Ellman’s assay indicated that all ten cysteines (C52, C56, C59, C65, C77, C120, C123, C127, C136, and C148) are oxidized in the active GLuc, and thus that they should form five disulfide bonds20. Three disulfide bonds C59/C120, C65/C77, and C136/C148 were unambiguously visible in the NMR structures, but the pairing of the remaining four cysteines (C52, C56, C123, and C127), which were close to each other, was less straightforward to determine. In order to determine the remaining two disulfide bonds, we set the distance between the gamma sulfur (Sγ) to > 2Å so that any cysteine could freely combine with any of the remaining three cysteines. We then identified cysteine pairs with Sγ distance < 3Å in the 380 structures obtained from 19 rounds. As a result, C52/C127 and C56/C123 were the most favored pairs and were observed in 92.4% and 56.1% of the calculated structures, respectively. On the other hand, C52/C56 and C123/C127 were observed in only 13.7% and 19.5% of the structures.

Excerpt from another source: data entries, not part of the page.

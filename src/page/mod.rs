//! The page model: display regions, user inputs and their write discipline.
//!
//! Regions hold [`RegionContent`] values only. Writes replace a region
//! wholesale and go through generation tickets, so a response belonging to
//! a superseded request never overwrites a newer one.

pub mod generation;

use std::collections::BTreeMap;
use std::sync::Arc;

use dashmap::DashMap;
use tracing::debug;

use crate::handlers::CompositeRegionObserver;
use crate::models::{ElementId, RegionContent};
use crate::traits::RegionObserver;

pub use generation::{Generations, Ticket};

pub struct Page {
    regions: DashMap<ElementId, RegionContent>,
    inputs: DashMap<ElementId, String>,
    generations: Generations,
    observer: Arc<dyn RegionObserver>,
}

impl Page {
    /// Create a page that reports every region update to `observer`
    pub fn new(observer: Arc<dyn RegionObserver>) -> Self {
        Self {
            regions: DashMap::new(),
            inputs: DashMap::new(),
            generations: Generations::new(),
            observer,
        }
    }

    /// A page nobody watches
    pub fn detached() -> Self {
        Self::new(Arc::new(CompositeRegionObserver::new()))
    }

    /// Take a ticket for a pending write to `region`
    pub fn begin(&self, region: ElementId) -> Ticket {
        self.generations.begin(region)
    }

    /// Replace the ticket's region with `content` unless a newer ticket
    /// exists. Returns whether the write happened.
    pub async fn commit(&self, ticket: &Ticket, content: RegionContent) -> bool {
        let region = ticket.region();
        let written = self.generations.run_if_current(ticket, || {
            self.regions.insert(region, content);
        });

        if !written {
            debug!("Dropped stale update for #{} (generation {})", region, ticket.generation());
            return false;
        }

        // Report what the region holds now; a racing newer write may already
        // have replaced ours.
        let current = self.regions.get(&region).map(|c| c.clone());
        if let Some(current) = current {
            self.observer.on_region_updated(region, &current).await;
        }
        true
    }

    /// Unconditional replacement; supersedes any pending request
    pub async fn set(&self, region: ElementId, content: RegionContent) {
        let ticket = self.begin(region);
        self.commit(&ticket, content).await;
    }

    pub fn get(&self, region: ElementId) -> Option<RegionContent> {
        self.regions.get(&region).map(|c| c.clone())
    }

    /// Region content as plain text
    pub fn text(&self, region: ElementId) -> Option<String> {
        self.get(region).map(|c| c.to_string())
    }

    pub fn set_input(&self, input: ElementId, value: impl Into<String>) {
        self.inputs.insert(input, value.into());
    }

    /// Current value of an input field, empty when never set
    pub fn input(&self, input: ElementId) -> String {
        self.inputs.get(&input).map(|v| v.clone()).unwrap_or_default()
    }

    /// Ordered copy of all populated regions
    pub fn snapshot(&self) -> BTreeMap<ElementId, RegionContent> {
        self.regions
            .iter()
            .map(|entry| (*entry.key(), entry.value().clone()))
            .collect()
    }
}

impl Default for Page {
    fn default() -> Self {
        Self::detached()
    }
}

The disulfide bond combination between the cysteines (C52, C56, C59, C120, C123 and C127) were further characterized by limited proteolysis of GLuc with trypsin, and Liquid Chromatography–Mass Spectrometry (LC–MS) analysis of the fragments. A peptide fragment with Mw. 4259.01 Da was observed and was identified as the combination of fragments A50-R54, G55-K64 and D106-K129 (Supplementary Methods, Supplementary Table 1 and Supplementary Fig. 5). This indicated presence of the C52/C127 disulfide bond, and at least another bond between C56/C123 or C59/C120 fully corroborating the NMR calculations.
Overall fold and dynamic features of GLuc
The structure with the lowest overall target function among the 20 NMR-derived structures in each round was selected. Nineteen structures from 19 rounds were used for further analysis. Among the nineteen structures, seven structures formed the putatively correct disulfide bonds (C52/C127, C56/C123, C59/C120, C65/C77, C136/C148). We finally selected the structure with the lowest average pairwise RMSD (against all other eighteen structures) as the representative structure. This structure also forms the putatively correct disulfide bonds.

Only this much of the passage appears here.